TEMA-REMA: REMA, REMA…

2 de maio de 2016 16:16 | UNOESC na Comunidade
TEMA-REMA: REMA, REMA…

Tatiane Ratkiewicz dos Santos

A obra O texto e a construção dos sentidos, da Ingedore Villaça Koch traz questões sobre produção de texto e a construção de sentido, comuns na escrita e na fala. Aborda ainda tematização e rematização, que são estratégias de construção do texto falado e escrito. Discute-se que a produção dos sentidos no texto depende das seleções significativas para as diversas articulações tema-rema possíveis (tema: segmento sobre o qual se predica algo; rema: comentário sobre o tema).

Para articulações do tema-rema é necessário haver segmentação sintática do enunciado, circunstância em que só locutor possa utilizar de forma estratégica a tematização e rematização no deslocamento do tema ou do rema. A função da tematização é evidenciar um elemento do enunciado, enquanto a rematização marca o elemento focal e geralmente ocorre com a anteposição do rema ao tema.

Por que se abordar este TEMA-REMA: REMA, REMA? Observa-se hoje a significativa dificuldade na articulação da produção textual entre discentes, acadêmicos usuários da escrita. Quando se fala em produção textual nas escolas e universidades é algo que traz significativo desconforto emocional.

Este desconforto é oriundo de não haver conhecimento aprofundado e domínio prévio de como ser abordada uma  primeira produção textual. Não tem a ver com falta de conhecimento, mas sim a difícil arte de saber articular gramaticalmente (ortografia, pontuação, morfossintaxe, semântica) os gêneros discursivos.
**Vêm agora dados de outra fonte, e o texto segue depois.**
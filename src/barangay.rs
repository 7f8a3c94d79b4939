//! Barangay profile settings and the roster of officials shown on certificates.

use chrono::Utc;
use diesel::pg::PgConnection;
use diesel::prelude::*;
use diesel::upsert::excluded;
use serde::{Deserialize, Serialize};
use tracing::error;

use crate::models::{Official, Setting};
use crate::schema::{officials, settings};

pub const SETTINGS_KEY: &str = "barangay";

pub const POSITION_CAPTAIN: &str = "captain";
pub const POSITION_KAGAWAD: &str = "kagawad";

/// Every position but `kagawad` can be held by one official at a time.
pub const POSITIONS: &[(&str, &str)] = &[
    (POSITION_CAPTAIN, "Punong Barangay"),
    (POSITION_KAGAWAD, "Barangay Kagawad"),
    ("sk-chairperson", "SK Chairperson"),
    ("secretary", "Barangay Secretary"),
    ("treasurer", "Barangay Treasurer"),
];

pub fn normalize_position(value: &str) -> Option<&'static str> {
    let value = value.trim();
    POSITIONS
        .iter()
        .map(|(slug, _)| *slug)
        .find(|slug| slug.eq_ignore_ascii_case(value))
}

pub fn position_label(position: &str) -> &str {
    POSITIONS
        .iter()
        .find(|(slug, _)| *slug == position)
        .map(|(_, label)| *label)
        .unwrap_or(position)
}

#[derive(Debug, Clone, Serialize, Deserialize, PartialEq, Eq)]
pub struct BarangaySettings {
    pub barangay_name: String,
    pub municipality: String,
    pub province: String,
    #[serde(default)]
    pub office_address: Option<String>,
    #[serde(default)]
    pub contact_email: Option<String>,
    #[serde(default)]
    pub contact_number: Option<String>,
}

impl Default for BarangaySettings {
    fn default() -> Self {
        Self {
            barangay_name: "Barangay".to_string(),
            municipality: "Municipality".to_string(),
            province: "Province".to_string(),
            office_address: None,
            contact_email: None,
            contact_number: None,
        }
    }
}

impl BarangaySettings {
    pub fn validate(&self) -> Result<(), String> {
        for (field, value) in [
            ("barangay_name", &self.barangay_name),
            ("municipality", &self.municipality),
            ("province", &self.province),
        ] {
            if value.trim().is_empty() {
                return Err(format!("{field} must not be empty"));
            }
        }
        Ok(())
    }
}

/// Falls back to defaults until an admin saves the profile. A stored profile that no longer
/// parses is an error rather than a silent fallback.
pub fn load_settings(conn: &mut PgConnection) -> QueryResult<BarangaySettings> {
    let row: Option<Setting> = settings::table
        .find(SETTINGS_KEY)
        .first(conn)
        .optional()?;

    let Some(row) = row else {
        return Ok(BarangaySettings::default());
    };
    parse_settings(row.value).map_err(|err| {
        error!(key = SETTINGS_KEY, error = %err, "stored barangay settings are corrupt");
        diesel::result::Error::DeserializationError(Box::new(err))
    })
}

fn parse_settings(value: serde_json::Value) -> serde_json::Result<BarangaySettings> {
    serde_json::from_value(value)
}

pub fn save_settings(conn: &mut PgConnection, value: &BarangaySettings) -> QueryResult<()> {
    let json = serde_json::to_value(value)
        .map_err(|err| diesel::result::Error::SerializationError(Box::new(err)))?;
    let now = Utc::now().naive_utc();

    diesel::insert_into(settings::table)
        .values((
            settings::key.eq(SETTINGS_KEY),
            settings::value.eq(json),
            settings::updated_at.eq(now),
        ))
        .on_conflict(settings::key)
        .do_update()
        .set((
            settings::value.eq(excluded(settings::value)),
            settings::updated_at.eq(excluded(settings::updated_at)),
        ))
        .execute(conn)?;
    Ok(())
}

pub fn load_officials(conn: &mut PgConnection) -> QueryResult<Vec<Official>> {
    officials::table
        .order((officials::display_order.asc(), officials::name.asc()))
        .load(conn)
}

#[cfg(test)]
mod tests {
    use super::*;

    #[test]
    fn positions_normalize_case_insensitively() {
        assert_eq!(normalize_position(" Captain"), Some(POSITION_CAPTAIN));
        assert_eq!(normalize_position("SK-Chairperson"), Some("sk-chairperson"));
        assert_eq!(normalize_position("mayor"), None);
    }

    #[test]
    fn labels_fall_back_to_raw_position() {
        assert_eq!(position_label(POSITION_CAPTAIN), "Punong Barangay");
        assert_eq!(position_label("tanod"), "tanod");
    }

    #[test]
    fn settings_require_core_names() {
        let mut settings = BarangaySettings::default();
        assert!(settings.validate().is_ok());
        settings.province = " ".into();
        assert_eq!(settings.validate().unwrap_err(), "province must not be empty");
    }

    #[test]
    fn settings_tolerate_missing_optional_fields() {
        let parsed: BarangaySettings = serde_json::from_value(serde_json::json!({
            "barangay_name": "San Isidro",
            "municipality": "Tanay",
            "province": "Rizal"
        }))
        .unwrap();
        assert_eq!(parsed.office_address, None);
    }

    #[test]
    fn corrupt_settings_are_not_replaced_by_defaults() {
        assert!(parse_settings(serde_json::json!({ "barangay_name": 7 })).is_err());
        assert!(parse_settings(serde_json::json!("San Isidro")).is_err());
    }
}
use axum::{extract::State, Json};
use chrono::Utc;
use tracing::{error, info};

use crate::auth::AdminUser;
use crate::backup::{run_backup, BackupSummary};
use crate::error::{AppError, AppResult};
use crate::state::AppState;

pub async fn create_backup(
    State(state): State<AppState>,
    AdminUser(admin): AdminUser,
) -> AppResult<Json<BackupSummary>> {
    info!(admin_id = %admin.user_id, "backup requested");

    let summary = run_backup(
        &state.pool,
        state.storage.as_ref(),
        &state.config.backup_prefix,
        Utc::now(),
    )
    .await
    .map_err(|err| {
        error!(admin_id = %admin.user_id, error = ?err, "backup failed");
        AppError::internal("backup failed")
    })?;

    info!(
        prefix = %summary.prefix,
        tables = summary.objects.len(),
        "backup complete"
    );
    Ok(Json(summary))
}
Sabe-se hoje que arte de escrever bem vem da prática LER, LER e LER. Mas,  a geração de hoje está ocupada mais com o mundo tecnológico e suas abreviações, que vêm crescendo avassaladoramente nos últimos anos. Percebe-se que em algumas produções textuais destinadas ao ensino fundamental, os discentes têm dificuldades em expor suas ideias com clareza na hora da produção, não conseguem fazer tessituras ou amarras de um parágrafo a outro: algumas vezes trazem ideias incompatíveis ao texto, não conseguem seguir uma linha cronológica ao texto produzido, fazendo de sua produção uma bela “colcha de retalhos.”

Em relação ao ensino médio, uma das maiores dificuldades são educandos que apresentam dificuldades de leitura, produção e interpretação de textos. Veem na   internet uma grande ferramenta para salvá-los: a arte de “copiar e colar” trabalhos prontos divulgados pelo meio de comunicação.  Tornam-se alunos funcionais, pois não possuem clareza de argumentação em um texto, assim, sua capacidade cognitiva fica comprometida. Quando são pegos em uma situação real de produção textual dentro das salas criam fobias e demonstram suas fragilidades na hora de elaborar um texto.
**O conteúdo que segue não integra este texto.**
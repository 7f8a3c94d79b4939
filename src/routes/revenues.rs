use std::collections::BTreeMap;

use axum::{
    extract::{Query, State},
    Json,
};
use chrono::{Days, NaiveDate, NaiveDateTime};
use diesel::prelude::*;
use serde::{Deserialize, Serialize};
use tracing::error;
use uuid::Uuid;

use crate::auth::StaffUser;
use crate::certificate::peso;
use crate::error::{AppError, AppResult};
use crate::models::Revenue;
use crate::schema::revenues;
use crate::state::AppState;
use crate::utils::to_iso;

#[derive(Deserialize)]
pub struct RevenueRange {
    pub from: Option<NaiveDate>,
    pub to: Option<NaiveDate>,
}

impl RevenueRange {
    /// `from` and `to` are inclusive calendar days.
    fn bounds(&self) -> AppResult<(Option<NaiveDateTime>, Option<NaiveDateTime>)> {
        if let (Some(from), Some(to)) = (self.from, self.to) {
            if from > to {
                return Err(AppError::bad_request("from must not be after to"));
            }
        }
        let start = self.from.and_then(|day| day.and_hms_opt(0, 0, 0));
        let end = self
            .to
            .and_then(|day| day.checked_add_days(Days::new(1)))
            .and_then(|day| day.and_hms_opt(0, 0, 0));
        Ok((start, end))
    }
}

fn ranged(
    range: &RevenueRange,
) -> AppResult<revenues::BoxedQuery<'static, diesel::pg::Pg>> {
    let (start, end) = range.bounds()?;
    let mut query = revenues::table.into_boxed();
    if let Some(start) = start {
        query = query.filter(revenues::recorded_at.ge(start));
    }
    if let Some(end) = end {
        query = query.filter(revenues::recorded_at.lt(end));
    }
    Ok(query)
}

#[derive(Serialize)]
pub struct RevenueResponse {
    pub id: Uuid,
    pub request_id: Uuid,
    pub payer_name: String,
    pub request_type: String,
    pub amount_centavos: i64,
    pub recorded_by: Uuid,
    pub recorded_at: String,
}

impl From<Revenue> for RevenueResponse {
    fn from(revenue: Revenue) -> Self {
        Self {
            id: revenue.id,
            request_id: revenue.request_id,
            payer_name: revenue.payer_name,
            request_type: revenue.request_type,
            amount_centavos: revenue.amount_centavos,
            recorded_by: revenue.recorded_by,
            recorded_at: to_iso(revenue.recorded_at),
        }
    }
}

pub async fn list_revenues(
    State(state): State<AppState>,
    _staff: StaffUser,
    Query(range): Query<RevenueRange>,
) -> AppResult<Json<Vec<RevenueResponse>>> {
    let query = ranged(&range)?;
    let mut conn = state.db()?;
    let rows: Vec<Revenue> = query
        .order(revenues::recorded_at.desc())
        .load(&mut conn)?;
    Ok(Json(rows.into_iter().map(RevenueResponse::from).collect()))
}

#[derive(Serialize, Debug, PartialEq, Eq)]
pub struct TypeTotal {
    pub request_type: String,
    pub count: usize,
    pub total_centavos: i64,
}

#[derive(Serialize)]
pub struct RevenueSummary {
    pub count: usize,
    pub total_centavos: i64,
    pub total_text: String,
    pub by_type: Vec<TypeTotal>,
}

pub async fn revenue_summary(
    State(state): State<AppState>,
    _staff: StaffUser,
    Query(range): Query<RevenueRange>,
) -> AppResult<Json<RevenueSummary>> {
    let query = ranged(&range)?;
    let mut conn = state.db()?;
    let rows: Vec<Revenue> = query.load(&mut conn)?;

    let count = rows.len();
    let summary = summarize(
        rows.into_iter()
            .map(|revenue| (revenue.request_type, revenue.amount_centavos))
            .collect(),
    )
    .ok_or_else(|| {
        error!(rows = count, "revenue total overflowed");
        AppError::internal("revenue total is out of range")
    })?;

    Ok(Json(summary))
}

/// `None` when a total does not fit in `i64`.
fn summarize(rows: Vec<(String, i64)>) -> Option<RevenueSummary> {
    let mut by_type: BTreeMap<String, (usize, i64)> = BTreeMap::new();
    let mut total_centavos: i64 = 0;
    for (request_type, amount) in &rows {
        let entry = by_type.entry(request_type.clone()).or_default();
        entry.0 += 1;
        entry.1 = entry.1.checked_add(*amount)?;
        total_centavos = total_centavos.checked_add(*amount)?;
    }

    Some(RevenueSummary {
        count: rows.len(),
        total_centavos,
        total_text: peso(total_centavos),
        by_type: by_type
            .into_iter()
            .map(|(request_type, (count, total_centavos))| TypeTotal {
                request_type,
                count,
                total_centavos,
            })
            .collect(),
    })
}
Já, no meio acadêmico, perdura uma dificuldade ainda maior. Ao adentrar ao mundo universitário, se veem uma série de problemas: falta de ideia, clareza, leitura, interpretação e produção textual. É neste mundo que o discente sente realmente a falta da internalização, ensinamentos passados pelos mestres de sua jornada escolar.
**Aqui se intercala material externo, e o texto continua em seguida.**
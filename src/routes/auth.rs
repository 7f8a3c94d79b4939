use axum::{
    extract::State,
    http::{header::SET_COOKIE, HeaderMap, HeaderValue, StatusCode},
    Json,
};
use axum_extra::{headers::Cookie, typed_header::TypedHeader};
use chrono::{Duration as ChronoDuration, Utc};
use diesel::prelude::*;
use rand::{rngs::OsRng, RngCore};
use serde::{Deserialize, Serialize};
use sha2::{Digest, Sha256};
use tracing::{info, warn};
use uuid::Uuid;

use crate::{
    auth::{password, AuthenticatedUser, ROLE_RESIDENT, VERIFICATION_UNVERIFIED},
    error::{AppError, AppResult},
    models::{
        NewRefreshToken, NewUser, RefreshToken, User, CONTACT_NUMBER_MAX_CHARS, NAME_MAX_CHARS,
        SITIO_MAX_CHARS, USERNAME_MAX_CHARS,
    },
    routes::users::UserResponse,
    schema::{refresh_tokens, users, users::dsl},
    state::AppState,
    utils::check_max_chars,
};

use crate::schema::refresh_tokens::dsl as refresh_dsl;

const REFRESH_COOKIE_NAME: &str = "refresh_token";

#[derive(Deserialize)]
pub struct RegisterRequest {
    pub username: String,
    pub password: String,
    pub full_name: String,
    pub sitio: String,
    pub contact_number: Option<String>,
}

#[derive(Deserialize)]
pub struct LoginRequest {
    pub username: String,
    pub password: String,
}

#[derive(Serialize)]
pub struct LoginResponse {
    pub access_token: String,
    pub token_type: String,
    pub expires_in: i64,
}

/// Creates an unverified resident account. Staff and admin roles are granted afterwards.
pub async fn register(
    State(state): State<AppState>,
    Json(payload): Json<RegisterRequest>,
) -> AppResult<(StatusCode, Json<UserResponse>)> {
    let username = payload.username.trim().to_lowercase();
    if username.is_empty() {
        return Err(AppError::bad_request("username must not be empty"));
    }
    if payload.password.chars().count() < password::MIN_PASSWORD_LENGTH {
        return Err(AppError::bad_request(format!(
            "password must be at least {} characters",
            password::MIN_PASSWORD_LENGTH
        )));
    }
    let full_name = payload.full_name.trim();
    let sitio = payload.sitio.trim();
    if full_name.is_empty() || sitio.is_empty() {
        return Err(AppError::bad_request("full_name and sitio are required"));
    }
    let contact_number = payload
        .contact_number
        .as_deref()
        .map(str::trim)
        .filter(|value| !value.is_empty());
    check_max_chars("username", &username, USERNAME_MAX_CHARS).map_err(AppError::bad_request)?;
    check_max_chars("full_name", full_name, NAME_MAX_CHARS).map_err(AppError::bad_request)?;
    check_max_chars("sitio", sitio, SITIO_MAX_CHARS).map_err(AppError::bad_request)?;
    if let Some(contact_number) = contact_number {
        check_max_chars("contact_number", contact_number, CONTACT_NUMBER_MAX_CHARS)
            .map_err(AppError::bad_request)?;
    }

    let password_hash = password::hash_password(&payload.password)?;
    let new_user = NewUser {
        id: Uuid::new_v4(),
        username,
        password_hash,
        role: ROLE_RESIDENT.to_string(),
        full_name: full_name.to_string(),
        sitio: Some(sitio.to_string()),
        contact_number: contact_number.map(str::to_string),
        verification_status: VERIFICATION_UNVERIFIED.to_string(),
    };

    let mut conn = state.db()?;
    let user: User = match diesel::insert_into(users::table)
        .values(&new_user)
        .get_result(&mut conn)
    {
        Ok(user) => user,
        Err(diesel::result::Error::DatabaseError(
            diesel::result::DatabaseErrorKind::UniqueViolation,
            _,
        )) => return Err(AppError::conflict("username is already taken")),
        Err(err) => return Err(AppError::from(err)),
    };

    info!(user_id = %user.id, username = %user.username, "resident registered");
    Ok((StatusCode::CREATED, Json(user.into())))
}

pub async fn login(
    State(state): State<AppState>,
    Json(payload): Json<LoginRequest>,
) -> AppResult<(HeaderMap, Json<LoginResponse>)> {
    let mut conn = state.db()?;

    let user: User = dsl::users
        .filter(dsl::username.eq(payload.username.trim().to_lowercase()))
        .first(&mut conn)
        .optional()?
        .ok_or_else(|| {
            warn!("login rejected: unknown username");
            AppError::unauthorized()
        })?;

    let valid = password::verify_password(&payload.password, &user.password_hash)
        .map_err(|_| AppError::unauthorized())?;

    if !valid {
        warn!(user_id = %user.id, "login rejected: wrong password");
        return Err(AppError::unauthorized());
    }

    let access_token = state
        .jwt
        .generate_token(user.id, &user.username, &user.role)
        .map_err(AppError::from)?;

    let now = Utc::now();
    let refresh_value = generate_refresh_token();
    let refresh_hash = hash_refresh_token(&refresh_value);
    let refresh_expires_at = now + ChronoDuration::days(state.config.refresh_token_expiry_days);

    let new_refresh = NewRefreshToken {
        id: Uuid::new_v4(),
        user_id: user.id,
        token_hash: refresh_hash,
        issued_at: now.naive_utc(),
        expires_at: refresh_expires_at.naive_utc(),
    };

    diesel::insert_into(refresh_tokens::table)
        .values(&new_refresh)
        .execute(&mut conn)?;

    let mut headers = HeaderMap::new();
    headers.insert(
        SET_COOKIE,
        build_refresh_cookie(&state, &refresh_value, refresh_expires_at)?,
    );

    info!(user_id = %user.id, role = %user.role, "user logged in");

    Ok((
        headers,
        Json(LoginResponse {
            access_token,
            token_type: "Bearer".to_string(),
            expires_in: state.config.jwt_expiry_minutes * 60,
        }),
    ))
}

pub async fn refresh(
    State(state): State<AppState>,
    jar: Option<TypedHeader<Cookie>>,
) -> AppResult<(HeaderMap, Json<LoginResponse>)> {
    let cookies = jar.ok_or_else(AppError::unauthorized)?;
    let refresh_value = cookies
        .get(REFRESH_COOKIE_NAME)
        .ok_or_else(AppError::unauthorized)?;

    let hashed = hash_refresh_token(refresh_value);
    let mut conn = state.db()?;
    let now = Utc::now();
    let now_naive = now.naive_utc();

    let token = match refresh_dsl::refresh_tokens
        .filter(refresh_dsl::token_hash.eq(&hashed))
        .filter(refresh_dsl::revoked_at.is_null())
        .filter(refresh_dsl::expires_at.gt(now_naive))
        .first::<RefreshToken>(&mut conn)
    {
        Ok(token) => token,
        Err(diesel::result::Error::NotFound) => return Err(AppError::unauthorized()),
        Err(err) => return Err(AppError::from(err)),
    };

    diesel::update(refresh_dsl::refresh_tokens.filter(refresh_dsl::id.eq(token.id)))
        .set((
            refresh_dsl::revoked_at.eq(now_naive),
            refresh_dsl::updated_at.eq(now_naive),
        ))
        .execute(&mut conn)?;

    let user: User = dsl::users
        .find(token.user_id)
        .first(&mut conn)
        .map_err(AppError::from)?;

    let access_token = state
        .jwt
        .generate_token(user.id, &user.username, &user.role)
        .map_err(AppError::from)?;

    let new_refresh_value = generate_refresh_token();
    let new_refresh_hash = hash_refresh_token(&new_refresh_value);
    let new_refresh_expires = now + ChronoDuration::days(state.config.refresh_token_expiry_days);

    let new_refresh = NewRefreshToken {
        id: Uuid::new_v4(),
        user_id: user.id,
        token_hash: new_refresh_hash,
        issued_at: now_naive,
        expires_at: new_refresh_expires.naive_utc(),
    };

    diesel::insert_into(refresh_tokens::table)
        .values(&new_refresh)
        .execute(&mut conn)?;

    let mut headers = HeaderMap::new();
    headers.insert(
        SET_COOKIE,
        build_refresh_cookie(&state, &new_refresh_value, new_refresh_expires)?,
    );

    Ok((
        headers,
        Json(LoginResponse {
            access_token,
            token_type: "Bearer".to_string(),
            expires_in: state.config.jwt_expiry_minutes * 60,
        }),
    ))
}

pub async fn logout(
    State(state): State<AppState>,
    user: AuthenticatedUser,
    jar: Option<TypedHeader<Cookie>>,
) -> AppResult<(HeaderMap, StatusCode)> {
    let mut conn = state.db()?;
    let now = Utc::now().naive_utc();
    let mut rows_affected = 0;

    if let Some(cookies) = jar {
        if let Some(value) = cookies.get(REFRESH_COOKIE_NAME) {
            let hashed = hash_refresh_token(value);
            rows_affected = diesel::update(
                refresh_dsl::refresh_tokens
                    .filter(refresh_dsl::token_hash.eq(hashed))
                    .filter(refresh_dsl::user_id.eq(user.user_id))
                    .filter(refresh_dsl::revoked_at.is_null()),
            )
            .set((
                refresh_dsl::revoked_at.eq(now),
                refresh_dsl::updated_at.eq(now),
            ))
            .execute(&mut conn)?;
        }
    }

    if rows_affected == 0 {
        diesel::update(
            refresh_dsl::refresh_tokens
                .filter(refresh_dsl::user_id.eq(user.user_id))
                .filter(refresh_dsl::revoked_at.is_null()),
        )
        .set((
            refresh_dsl::revoked_at.eq(now),
            refresh_dsl::updated_at.eq(now),
        ))
        .execute(&mut conn)?;
    }

    let mut headers = HeaderMap::new();
    headers.insert(SET_COOKIE, build_clear_refresh_cookie(&state)?);
    Ok((headers, StatusCode::NO_CONTENT))
}

/// The caller's profile as stored, so clients see role and verification changes without
/// logging in again.
pub async fn me(
    State(state): State<AppState>,
    user: AuthenticatedUser,
) -> AppResult<Json<UserResponse>> {
    let mut conn = state.db()?;
    let profile: User = dsl::users.find(user.user_id).first(&mut conn)?;
    Ok(Json(profile.into()))
}

fn hash_refresh_token(token: &str) -> String {
    let mut hasher = Sha256::new();
    hasher.update(token.as_bytes());
    hex::encode(hasher.finalize())
}

fn generate_refresh_token() -> String {
    let mut bytes = [0u8; 32];
    OsRng.fill_bytes(&mut bytes);
    hex::encode(bytes)
}

fn build_refresh_cookie(
    state: &AppState,
    token: &str,
    expires_at: chrono::DateTime<Utc>,
) -> AppResult<HeaderValue> {
    let max_age = ChronoDuration::days(state.config.refresh_token_expiry_days).num_seconds();

    let mut parts = vec![format!("{}={}", REFRESH_COOKIE_NAME, token)];
    parts.push("Path=/".into());
    parts.push("HttpOnly".into());
    parts.push("SameSite=Strict".into());
    parts.push(format!("Max-Age={}", max_age));
    parts.push(format!("Expires={}", expires_at.to_rfc2822()));
    if state.config.refresh_cookie_secure {
        parts.push("Secure".into());
    }
    if let Some(domain) = &state.config.refresh_cookie_domain {
        parts.push(format!("Domain={}", domain));
    }

    HeaderValue::from_str(&parts.join("; ")).map_err(AppError::internal)
}

fn build_clear_refresh_cookie(state: &AppState) -> AppResult<HeaderValue> {
    let mut parts = vec![format!("{}=", REFRESH_COOKIE_NAME)];
    parts.push("Path=/".into());
    parts.push("HttpOnly".into());
    parts.push("SameSite=Strict".into());
    parts.push("Max-Age=0".into());
    parts.push("Expires=Thu, 01 Jan 1970 00:00:00 GMT".into());
    if state.config.refresh_cookie_secure {
        parts.push("Secure".into());
    }
    if let Some(domain) = &state.config.refresh_cookie_domain {
        parts.push(format!("Domain={}", domain));
    }

    HeaderValue::from_str(&parts.join("; ")).map_err(AppError::internal)
}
O REMA, REMA, REMA, remete aos problemas enfrentados por pessoas que passam pelo distanciamento do novo, vivem uma rotina funcional com a qual suas capacidades cognitivas ficam adormecidas e,  quando retornam ao esforço necessário para adquirir conhecimento, possuem obstáculos maiores e, por isso, REMAM, REMAM e REMAM para sair do comodismo.

O processo de aprendizagem parte do querer. Contudo, parte também do conhecimento e do domínio acerca da arte de produzir um bom texto. Partindo do conhecimento e do domínio, tema-rema traz um norte que auxilia na elaboração e clareza de ideias em uma produção textual. A utilização delas possibilita hierarquizar elementos linguísticos que, adequadamente empregados, colaboram para a coerência discursiva. Portanto, sabe-se que há grandes dificuldades para se produzir bons textos, mas, também,  deve-se procurar aprimorar os saberes, internalizar ao máximo o aprendizado. Sugere-se, para que as competências sejam desenvolvidas, que pais e professores incentivem a aquisição do hábito da leitura e o emprego da norma culta nas atividades da fala e da escrita.

(A autora é acadêmica do curso de Letras da Unoesc Xanxerê. Texto elaborado sob a orientação da Profª Rossaly Beatriz Chioquetta Lorenset.)